- **Task to complete**: Give again, word for word, every line below from the one that has "let applied = self.bulk_apply(&indices, value)?;" through the one that has "if offending >", both included, and no others.

Saved entries
#####
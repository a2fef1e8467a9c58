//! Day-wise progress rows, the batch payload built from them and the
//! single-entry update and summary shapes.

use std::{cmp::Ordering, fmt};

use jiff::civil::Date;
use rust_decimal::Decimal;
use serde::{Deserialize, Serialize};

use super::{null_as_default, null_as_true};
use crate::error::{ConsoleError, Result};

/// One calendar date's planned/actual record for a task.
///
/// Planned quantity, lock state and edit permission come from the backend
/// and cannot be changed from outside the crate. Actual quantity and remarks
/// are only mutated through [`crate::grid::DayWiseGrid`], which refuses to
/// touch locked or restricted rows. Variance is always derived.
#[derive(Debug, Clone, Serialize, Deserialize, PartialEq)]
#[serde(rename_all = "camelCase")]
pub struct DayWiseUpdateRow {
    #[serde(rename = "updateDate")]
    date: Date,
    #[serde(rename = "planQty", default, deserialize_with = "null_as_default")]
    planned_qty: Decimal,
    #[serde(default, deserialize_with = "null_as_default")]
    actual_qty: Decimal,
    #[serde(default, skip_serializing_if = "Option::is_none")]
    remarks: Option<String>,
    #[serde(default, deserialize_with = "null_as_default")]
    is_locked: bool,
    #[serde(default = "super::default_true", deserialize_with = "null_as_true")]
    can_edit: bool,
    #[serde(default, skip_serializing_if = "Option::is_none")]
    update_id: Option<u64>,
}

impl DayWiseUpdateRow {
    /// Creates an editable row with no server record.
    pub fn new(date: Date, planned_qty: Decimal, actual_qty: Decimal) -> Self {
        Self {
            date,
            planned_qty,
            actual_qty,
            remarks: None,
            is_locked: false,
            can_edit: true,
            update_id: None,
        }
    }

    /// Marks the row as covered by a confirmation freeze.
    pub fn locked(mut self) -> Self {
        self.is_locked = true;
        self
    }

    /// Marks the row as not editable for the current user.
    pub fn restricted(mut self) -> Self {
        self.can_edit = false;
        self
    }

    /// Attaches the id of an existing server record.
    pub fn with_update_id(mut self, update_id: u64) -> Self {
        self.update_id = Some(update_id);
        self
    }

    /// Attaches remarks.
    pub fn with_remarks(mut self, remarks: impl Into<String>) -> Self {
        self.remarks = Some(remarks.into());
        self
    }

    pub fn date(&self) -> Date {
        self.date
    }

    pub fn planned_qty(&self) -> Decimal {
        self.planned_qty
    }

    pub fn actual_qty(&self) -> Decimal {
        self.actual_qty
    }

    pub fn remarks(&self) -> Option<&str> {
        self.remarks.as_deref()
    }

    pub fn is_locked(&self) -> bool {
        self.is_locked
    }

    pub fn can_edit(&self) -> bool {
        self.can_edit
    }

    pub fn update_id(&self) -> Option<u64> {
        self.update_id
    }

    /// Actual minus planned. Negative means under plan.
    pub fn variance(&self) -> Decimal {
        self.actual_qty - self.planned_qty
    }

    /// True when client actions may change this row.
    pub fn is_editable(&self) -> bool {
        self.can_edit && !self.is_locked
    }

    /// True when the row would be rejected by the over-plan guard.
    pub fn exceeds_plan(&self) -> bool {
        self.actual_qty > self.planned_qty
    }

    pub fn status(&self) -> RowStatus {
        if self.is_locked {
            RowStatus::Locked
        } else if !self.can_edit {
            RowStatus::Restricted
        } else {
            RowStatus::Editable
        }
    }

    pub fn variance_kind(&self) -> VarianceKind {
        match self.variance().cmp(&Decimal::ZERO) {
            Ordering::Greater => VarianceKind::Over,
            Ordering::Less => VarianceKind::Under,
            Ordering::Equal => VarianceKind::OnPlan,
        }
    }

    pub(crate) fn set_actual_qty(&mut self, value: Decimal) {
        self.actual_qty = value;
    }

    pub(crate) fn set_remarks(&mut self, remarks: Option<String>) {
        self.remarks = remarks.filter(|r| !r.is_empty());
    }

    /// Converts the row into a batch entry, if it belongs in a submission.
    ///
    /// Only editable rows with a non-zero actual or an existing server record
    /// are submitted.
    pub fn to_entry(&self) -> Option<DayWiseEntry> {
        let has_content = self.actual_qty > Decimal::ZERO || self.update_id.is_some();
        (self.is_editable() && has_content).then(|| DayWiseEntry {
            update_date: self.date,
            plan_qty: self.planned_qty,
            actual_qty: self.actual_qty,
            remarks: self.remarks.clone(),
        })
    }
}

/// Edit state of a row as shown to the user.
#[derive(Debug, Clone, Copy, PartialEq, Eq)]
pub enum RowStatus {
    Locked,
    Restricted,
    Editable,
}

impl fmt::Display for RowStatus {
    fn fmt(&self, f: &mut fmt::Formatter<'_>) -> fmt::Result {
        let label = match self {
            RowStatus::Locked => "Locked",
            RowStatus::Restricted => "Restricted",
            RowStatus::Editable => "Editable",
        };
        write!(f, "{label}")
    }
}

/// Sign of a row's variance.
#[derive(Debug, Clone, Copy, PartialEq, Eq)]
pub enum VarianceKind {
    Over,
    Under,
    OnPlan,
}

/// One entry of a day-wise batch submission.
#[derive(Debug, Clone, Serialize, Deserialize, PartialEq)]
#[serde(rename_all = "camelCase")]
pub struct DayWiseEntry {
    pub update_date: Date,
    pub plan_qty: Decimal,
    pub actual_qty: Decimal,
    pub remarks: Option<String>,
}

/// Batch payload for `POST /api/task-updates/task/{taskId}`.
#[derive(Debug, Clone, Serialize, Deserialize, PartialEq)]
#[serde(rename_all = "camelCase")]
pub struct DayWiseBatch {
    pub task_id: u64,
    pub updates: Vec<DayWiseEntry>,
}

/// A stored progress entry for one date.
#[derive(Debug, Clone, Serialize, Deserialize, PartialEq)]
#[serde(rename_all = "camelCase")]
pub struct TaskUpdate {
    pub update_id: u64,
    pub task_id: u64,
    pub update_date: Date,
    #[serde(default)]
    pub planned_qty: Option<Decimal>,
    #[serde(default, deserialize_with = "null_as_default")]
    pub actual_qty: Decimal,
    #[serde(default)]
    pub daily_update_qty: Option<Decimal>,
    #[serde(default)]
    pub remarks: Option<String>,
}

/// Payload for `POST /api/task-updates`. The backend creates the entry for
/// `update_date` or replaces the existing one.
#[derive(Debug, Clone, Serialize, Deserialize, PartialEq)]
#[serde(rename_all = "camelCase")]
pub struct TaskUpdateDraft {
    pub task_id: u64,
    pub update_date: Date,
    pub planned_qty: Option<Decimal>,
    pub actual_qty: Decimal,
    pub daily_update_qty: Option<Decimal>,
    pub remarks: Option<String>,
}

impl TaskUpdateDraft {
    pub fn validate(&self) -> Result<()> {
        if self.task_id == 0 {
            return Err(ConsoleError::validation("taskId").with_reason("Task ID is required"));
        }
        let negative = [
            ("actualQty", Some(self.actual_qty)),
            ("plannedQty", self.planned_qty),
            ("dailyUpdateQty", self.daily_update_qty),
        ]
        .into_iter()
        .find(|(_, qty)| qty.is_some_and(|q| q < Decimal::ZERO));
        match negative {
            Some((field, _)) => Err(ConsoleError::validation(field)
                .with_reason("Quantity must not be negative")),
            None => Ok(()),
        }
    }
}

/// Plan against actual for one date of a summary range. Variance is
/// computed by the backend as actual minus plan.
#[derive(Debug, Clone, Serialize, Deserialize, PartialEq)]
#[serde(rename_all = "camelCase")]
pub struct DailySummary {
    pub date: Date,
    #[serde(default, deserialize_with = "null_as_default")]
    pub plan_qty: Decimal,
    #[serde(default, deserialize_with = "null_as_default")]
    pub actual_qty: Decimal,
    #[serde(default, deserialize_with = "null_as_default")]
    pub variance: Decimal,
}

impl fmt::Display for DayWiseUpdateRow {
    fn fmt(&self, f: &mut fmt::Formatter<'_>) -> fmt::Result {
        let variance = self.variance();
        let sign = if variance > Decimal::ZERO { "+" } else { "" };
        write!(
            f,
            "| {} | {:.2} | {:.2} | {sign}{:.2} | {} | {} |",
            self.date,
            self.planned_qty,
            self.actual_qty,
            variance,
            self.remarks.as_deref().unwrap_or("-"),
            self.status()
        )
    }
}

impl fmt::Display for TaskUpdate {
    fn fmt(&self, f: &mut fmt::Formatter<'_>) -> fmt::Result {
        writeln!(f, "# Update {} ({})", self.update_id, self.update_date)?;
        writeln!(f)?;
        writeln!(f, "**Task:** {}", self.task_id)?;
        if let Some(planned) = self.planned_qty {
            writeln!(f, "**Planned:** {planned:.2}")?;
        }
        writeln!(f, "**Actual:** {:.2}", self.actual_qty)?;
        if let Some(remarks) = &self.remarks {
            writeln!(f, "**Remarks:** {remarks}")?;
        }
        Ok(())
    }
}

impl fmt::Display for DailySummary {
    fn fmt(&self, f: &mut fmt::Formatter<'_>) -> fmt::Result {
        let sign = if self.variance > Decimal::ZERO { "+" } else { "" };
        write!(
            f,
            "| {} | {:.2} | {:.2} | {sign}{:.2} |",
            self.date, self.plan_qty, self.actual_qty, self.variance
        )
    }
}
#####
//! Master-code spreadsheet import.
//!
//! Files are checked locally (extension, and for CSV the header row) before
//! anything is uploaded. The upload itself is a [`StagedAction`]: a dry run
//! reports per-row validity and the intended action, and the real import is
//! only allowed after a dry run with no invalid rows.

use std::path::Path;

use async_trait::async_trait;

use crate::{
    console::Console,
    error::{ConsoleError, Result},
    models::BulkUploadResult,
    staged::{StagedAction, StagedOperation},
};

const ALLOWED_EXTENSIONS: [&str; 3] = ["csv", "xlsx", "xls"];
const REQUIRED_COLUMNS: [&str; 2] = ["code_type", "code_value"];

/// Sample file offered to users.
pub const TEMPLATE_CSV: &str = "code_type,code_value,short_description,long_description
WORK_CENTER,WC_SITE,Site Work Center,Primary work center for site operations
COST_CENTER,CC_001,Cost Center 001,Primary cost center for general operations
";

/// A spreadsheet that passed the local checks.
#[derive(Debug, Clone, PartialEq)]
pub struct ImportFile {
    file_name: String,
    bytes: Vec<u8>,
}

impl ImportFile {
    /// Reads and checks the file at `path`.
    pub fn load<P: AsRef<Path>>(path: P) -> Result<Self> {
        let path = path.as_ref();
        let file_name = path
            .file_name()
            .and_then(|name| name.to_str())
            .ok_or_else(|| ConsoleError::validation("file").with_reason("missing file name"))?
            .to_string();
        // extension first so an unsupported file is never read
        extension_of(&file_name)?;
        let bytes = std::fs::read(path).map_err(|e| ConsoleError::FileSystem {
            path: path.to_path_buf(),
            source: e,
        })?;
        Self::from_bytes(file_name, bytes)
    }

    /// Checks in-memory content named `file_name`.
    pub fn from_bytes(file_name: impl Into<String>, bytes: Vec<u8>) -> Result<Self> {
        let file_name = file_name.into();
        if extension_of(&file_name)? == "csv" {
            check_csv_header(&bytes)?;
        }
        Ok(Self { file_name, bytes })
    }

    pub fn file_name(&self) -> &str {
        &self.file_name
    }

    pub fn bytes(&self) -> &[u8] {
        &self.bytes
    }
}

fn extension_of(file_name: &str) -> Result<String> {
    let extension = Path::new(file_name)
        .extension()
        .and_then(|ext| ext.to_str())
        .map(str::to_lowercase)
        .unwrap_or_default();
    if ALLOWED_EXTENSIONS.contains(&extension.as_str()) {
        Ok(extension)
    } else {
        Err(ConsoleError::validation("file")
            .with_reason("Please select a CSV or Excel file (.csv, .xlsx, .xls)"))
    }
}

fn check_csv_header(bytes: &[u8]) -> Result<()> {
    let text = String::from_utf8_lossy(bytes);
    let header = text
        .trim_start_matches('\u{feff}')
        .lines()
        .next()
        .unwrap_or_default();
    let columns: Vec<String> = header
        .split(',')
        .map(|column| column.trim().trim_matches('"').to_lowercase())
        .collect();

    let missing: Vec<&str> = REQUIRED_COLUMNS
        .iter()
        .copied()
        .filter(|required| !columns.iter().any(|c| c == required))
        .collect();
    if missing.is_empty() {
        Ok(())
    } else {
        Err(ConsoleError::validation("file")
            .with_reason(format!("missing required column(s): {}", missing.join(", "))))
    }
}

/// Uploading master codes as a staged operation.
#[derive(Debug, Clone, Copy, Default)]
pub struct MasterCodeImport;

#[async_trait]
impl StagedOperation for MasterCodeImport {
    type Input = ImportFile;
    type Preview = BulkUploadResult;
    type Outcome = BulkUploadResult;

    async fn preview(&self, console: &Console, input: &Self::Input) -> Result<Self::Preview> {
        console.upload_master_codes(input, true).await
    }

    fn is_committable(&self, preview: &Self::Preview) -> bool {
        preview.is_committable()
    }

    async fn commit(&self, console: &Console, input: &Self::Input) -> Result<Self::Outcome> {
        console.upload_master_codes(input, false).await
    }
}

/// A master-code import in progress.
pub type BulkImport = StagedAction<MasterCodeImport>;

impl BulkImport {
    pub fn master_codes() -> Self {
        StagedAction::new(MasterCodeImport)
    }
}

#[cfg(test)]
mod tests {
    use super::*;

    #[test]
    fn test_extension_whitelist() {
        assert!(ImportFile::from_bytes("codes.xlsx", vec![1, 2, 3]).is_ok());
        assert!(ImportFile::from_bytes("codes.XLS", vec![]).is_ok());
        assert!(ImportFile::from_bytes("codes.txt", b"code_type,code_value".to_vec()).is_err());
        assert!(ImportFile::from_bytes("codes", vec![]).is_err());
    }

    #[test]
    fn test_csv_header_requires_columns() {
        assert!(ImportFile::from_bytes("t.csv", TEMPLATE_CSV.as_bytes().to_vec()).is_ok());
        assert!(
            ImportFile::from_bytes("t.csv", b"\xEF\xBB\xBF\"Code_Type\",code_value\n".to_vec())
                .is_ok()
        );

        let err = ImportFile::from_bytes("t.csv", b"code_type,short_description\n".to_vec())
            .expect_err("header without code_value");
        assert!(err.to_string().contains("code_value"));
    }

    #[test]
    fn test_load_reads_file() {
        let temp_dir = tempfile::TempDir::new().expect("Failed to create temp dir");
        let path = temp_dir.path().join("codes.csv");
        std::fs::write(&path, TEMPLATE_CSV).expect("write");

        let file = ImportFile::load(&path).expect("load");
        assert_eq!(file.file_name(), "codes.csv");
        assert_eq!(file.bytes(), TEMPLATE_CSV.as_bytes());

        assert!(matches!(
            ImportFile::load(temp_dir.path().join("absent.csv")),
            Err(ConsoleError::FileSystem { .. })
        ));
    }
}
#####
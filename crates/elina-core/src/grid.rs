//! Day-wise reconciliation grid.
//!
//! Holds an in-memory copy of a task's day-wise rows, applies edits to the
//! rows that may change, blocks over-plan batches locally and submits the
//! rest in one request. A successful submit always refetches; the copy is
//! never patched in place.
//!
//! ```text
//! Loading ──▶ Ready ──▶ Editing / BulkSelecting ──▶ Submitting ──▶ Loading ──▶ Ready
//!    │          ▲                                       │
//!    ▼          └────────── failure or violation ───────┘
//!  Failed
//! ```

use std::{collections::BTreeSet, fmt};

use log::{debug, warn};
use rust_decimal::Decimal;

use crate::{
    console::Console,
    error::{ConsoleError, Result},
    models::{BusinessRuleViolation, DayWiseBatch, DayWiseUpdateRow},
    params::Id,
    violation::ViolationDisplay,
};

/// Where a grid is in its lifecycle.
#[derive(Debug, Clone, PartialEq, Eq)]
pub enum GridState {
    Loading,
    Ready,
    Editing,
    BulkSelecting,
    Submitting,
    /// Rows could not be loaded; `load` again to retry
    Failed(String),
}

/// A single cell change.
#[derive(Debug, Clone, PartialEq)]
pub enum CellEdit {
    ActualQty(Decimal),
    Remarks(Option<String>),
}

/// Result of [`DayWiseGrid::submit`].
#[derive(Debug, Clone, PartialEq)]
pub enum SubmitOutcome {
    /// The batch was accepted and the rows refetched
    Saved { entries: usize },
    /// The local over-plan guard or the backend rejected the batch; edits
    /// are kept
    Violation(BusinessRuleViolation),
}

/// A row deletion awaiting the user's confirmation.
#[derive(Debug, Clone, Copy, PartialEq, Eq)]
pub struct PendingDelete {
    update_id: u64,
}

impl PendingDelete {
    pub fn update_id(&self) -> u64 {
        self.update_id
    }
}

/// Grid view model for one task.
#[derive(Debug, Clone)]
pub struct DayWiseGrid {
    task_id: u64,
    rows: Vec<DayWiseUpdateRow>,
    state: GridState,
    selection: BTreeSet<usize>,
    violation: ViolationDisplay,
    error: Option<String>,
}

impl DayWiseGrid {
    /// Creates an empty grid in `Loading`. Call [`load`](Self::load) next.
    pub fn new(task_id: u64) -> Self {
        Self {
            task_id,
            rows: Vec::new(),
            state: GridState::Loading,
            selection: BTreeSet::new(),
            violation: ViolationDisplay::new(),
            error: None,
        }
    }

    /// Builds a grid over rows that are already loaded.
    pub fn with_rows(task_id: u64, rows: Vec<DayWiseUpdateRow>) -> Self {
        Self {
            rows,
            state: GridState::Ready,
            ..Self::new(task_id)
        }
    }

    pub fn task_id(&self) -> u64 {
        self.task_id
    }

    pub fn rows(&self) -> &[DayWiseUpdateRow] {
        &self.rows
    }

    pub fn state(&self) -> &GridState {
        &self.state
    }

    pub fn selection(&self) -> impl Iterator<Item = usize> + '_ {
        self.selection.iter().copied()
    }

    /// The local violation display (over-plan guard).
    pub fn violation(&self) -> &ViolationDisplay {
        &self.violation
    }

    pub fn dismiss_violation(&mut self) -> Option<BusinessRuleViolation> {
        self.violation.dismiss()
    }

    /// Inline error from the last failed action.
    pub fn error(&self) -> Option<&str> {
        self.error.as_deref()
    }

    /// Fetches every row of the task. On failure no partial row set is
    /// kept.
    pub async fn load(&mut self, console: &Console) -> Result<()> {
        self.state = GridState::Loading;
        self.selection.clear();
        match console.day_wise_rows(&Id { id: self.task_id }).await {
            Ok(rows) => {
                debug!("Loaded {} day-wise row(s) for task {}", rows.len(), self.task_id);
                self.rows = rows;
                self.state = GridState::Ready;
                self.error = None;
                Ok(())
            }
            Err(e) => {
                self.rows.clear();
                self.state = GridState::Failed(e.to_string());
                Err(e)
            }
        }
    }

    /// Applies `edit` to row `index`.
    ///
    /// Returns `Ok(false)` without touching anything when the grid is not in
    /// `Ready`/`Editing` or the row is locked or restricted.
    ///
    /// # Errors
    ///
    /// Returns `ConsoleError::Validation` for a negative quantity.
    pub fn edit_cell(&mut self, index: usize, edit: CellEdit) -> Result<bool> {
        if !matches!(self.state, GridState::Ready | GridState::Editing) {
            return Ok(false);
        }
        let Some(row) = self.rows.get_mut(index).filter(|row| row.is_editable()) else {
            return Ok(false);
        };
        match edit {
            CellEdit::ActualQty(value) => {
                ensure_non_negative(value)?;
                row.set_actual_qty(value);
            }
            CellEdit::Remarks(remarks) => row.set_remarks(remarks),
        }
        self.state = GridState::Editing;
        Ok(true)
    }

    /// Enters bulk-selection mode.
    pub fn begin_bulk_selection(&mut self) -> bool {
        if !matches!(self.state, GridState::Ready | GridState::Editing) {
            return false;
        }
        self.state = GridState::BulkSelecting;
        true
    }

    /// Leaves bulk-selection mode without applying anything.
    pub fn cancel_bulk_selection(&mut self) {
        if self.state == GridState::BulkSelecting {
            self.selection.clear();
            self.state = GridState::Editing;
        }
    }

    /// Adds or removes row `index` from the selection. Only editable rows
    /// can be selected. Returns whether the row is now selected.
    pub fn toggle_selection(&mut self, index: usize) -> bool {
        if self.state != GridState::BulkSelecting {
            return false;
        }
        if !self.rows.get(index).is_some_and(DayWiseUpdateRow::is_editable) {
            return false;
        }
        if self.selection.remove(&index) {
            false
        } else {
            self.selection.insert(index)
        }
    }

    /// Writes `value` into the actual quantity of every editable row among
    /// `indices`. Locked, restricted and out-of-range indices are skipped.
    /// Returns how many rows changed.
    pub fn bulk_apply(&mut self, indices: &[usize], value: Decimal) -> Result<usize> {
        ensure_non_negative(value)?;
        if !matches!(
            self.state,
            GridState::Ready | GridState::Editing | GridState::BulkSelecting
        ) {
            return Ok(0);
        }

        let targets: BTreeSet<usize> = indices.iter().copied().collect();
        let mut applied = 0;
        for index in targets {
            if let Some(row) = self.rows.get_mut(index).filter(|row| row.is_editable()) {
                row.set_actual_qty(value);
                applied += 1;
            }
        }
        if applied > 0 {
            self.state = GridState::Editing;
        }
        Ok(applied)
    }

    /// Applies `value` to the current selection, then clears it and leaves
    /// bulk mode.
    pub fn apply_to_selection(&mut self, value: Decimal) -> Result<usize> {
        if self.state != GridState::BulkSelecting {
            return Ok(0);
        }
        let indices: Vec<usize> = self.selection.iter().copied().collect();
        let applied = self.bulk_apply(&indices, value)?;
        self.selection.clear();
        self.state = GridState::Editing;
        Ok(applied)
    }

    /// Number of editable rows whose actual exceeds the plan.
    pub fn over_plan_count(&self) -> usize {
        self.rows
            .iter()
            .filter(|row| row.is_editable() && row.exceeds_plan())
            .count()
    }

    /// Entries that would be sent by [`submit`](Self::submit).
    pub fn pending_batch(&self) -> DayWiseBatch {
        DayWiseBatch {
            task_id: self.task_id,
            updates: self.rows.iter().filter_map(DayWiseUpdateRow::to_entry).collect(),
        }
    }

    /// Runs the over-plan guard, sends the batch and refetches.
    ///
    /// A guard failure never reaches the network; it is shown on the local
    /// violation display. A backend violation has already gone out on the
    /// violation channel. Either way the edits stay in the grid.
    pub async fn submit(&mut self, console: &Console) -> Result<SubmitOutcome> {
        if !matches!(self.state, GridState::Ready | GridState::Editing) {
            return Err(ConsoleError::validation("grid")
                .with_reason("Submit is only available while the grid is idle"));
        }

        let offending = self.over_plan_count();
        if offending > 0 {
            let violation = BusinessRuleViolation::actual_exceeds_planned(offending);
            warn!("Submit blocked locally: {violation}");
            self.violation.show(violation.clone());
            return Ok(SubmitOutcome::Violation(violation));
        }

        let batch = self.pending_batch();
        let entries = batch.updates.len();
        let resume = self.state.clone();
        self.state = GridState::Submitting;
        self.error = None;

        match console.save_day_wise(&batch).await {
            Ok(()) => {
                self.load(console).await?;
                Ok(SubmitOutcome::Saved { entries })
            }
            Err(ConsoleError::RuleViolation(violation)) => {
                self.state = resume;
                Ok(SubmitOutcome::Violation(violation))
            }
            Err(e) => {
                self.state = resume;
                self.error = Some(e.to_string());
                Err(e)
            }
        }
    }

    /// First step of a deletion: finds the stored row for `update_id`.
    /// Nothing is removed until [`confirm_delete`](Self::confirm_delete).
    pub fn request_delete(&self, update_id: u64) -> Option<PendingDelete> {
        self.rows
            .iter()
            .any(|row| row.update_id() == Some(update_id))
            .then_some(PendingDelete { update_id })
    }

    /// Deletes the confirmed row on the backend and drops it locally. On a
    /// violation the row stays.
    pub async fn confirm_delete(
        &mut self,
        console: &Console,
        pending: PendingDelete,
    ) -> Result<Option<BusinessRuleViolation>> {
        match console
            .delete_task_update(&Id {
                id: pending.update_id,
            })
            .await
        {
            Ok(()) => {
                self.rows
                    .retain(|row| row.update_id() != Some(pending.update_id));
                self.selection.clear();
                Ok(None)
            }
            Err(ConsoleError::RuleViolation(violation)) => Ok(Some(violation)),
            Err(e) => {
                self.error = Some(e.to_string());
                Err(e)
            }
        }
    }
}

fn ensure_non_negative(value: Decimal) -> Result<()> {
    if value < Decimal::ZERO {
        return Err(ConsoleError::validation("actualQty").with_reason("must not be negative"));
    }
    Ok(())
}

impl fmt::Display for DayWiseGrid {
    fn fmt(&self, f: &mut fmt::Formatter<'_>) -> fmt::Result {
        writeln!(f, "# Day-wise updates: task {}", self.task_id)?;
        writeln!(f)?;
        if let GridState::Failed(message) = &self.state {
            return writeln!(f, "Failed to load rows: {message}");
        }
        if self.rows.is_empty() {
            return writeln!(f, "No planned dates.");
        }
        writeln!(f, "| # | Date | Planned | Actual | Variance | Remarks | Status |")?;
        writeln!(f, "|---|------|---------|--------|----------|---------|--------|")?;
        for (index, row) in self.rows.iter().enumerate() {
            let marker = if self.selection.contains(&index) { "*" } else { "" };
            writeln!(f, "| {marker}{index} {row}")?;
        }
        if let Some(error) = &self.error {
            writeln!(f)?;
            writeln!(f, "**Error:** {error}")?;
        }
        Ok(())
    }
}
#####
- **Solution to the exercise**:
        let applied = self.bulk_apply(&indices, value)?;
        self.selection.clear();
        self.state = GridState::Editing;
        Ok(applied)
    }

    /// Number of editable rows whose actual exceeds the plan.
    pub fn over_plan_count(&self) -> usize {
        self.rows
            .iter()
            .filter(|row| row.is_editable() && row.exceeds_plan())
            .count()
    }

    /// Entries that would be sent by [`submit`](Self::submit).
    pub fn pending_batch(&self) -> DayWiseBatch {
        DayWiseBatch {
            task_id: self.task_id,
            updates: self.rows.iter().filter_map(DayWiseUpdateRow::to_entry).collect(),
        }
    }

    /// Runs the over-plan guard, sends the batch and refetches.
    ///
    /// A guard failure never reaches the network; it is shown on the local
    /// violation display. A backend violation has already gone out on the
    /// violation channel. Either way the edits stay in the grid.
    pub async fn submit(&mut self, console: &Console) -> Result<SubmitOutcome> {
        if !matches!(self.state, GridState::Ready | GridState::Editing) {
            return Err(ConsoleError::validation("grid")
                .with_reason("Submit is only available while the grid is idle"));
        }

        let offending = self.over_plan_count();
        if offending > 0 {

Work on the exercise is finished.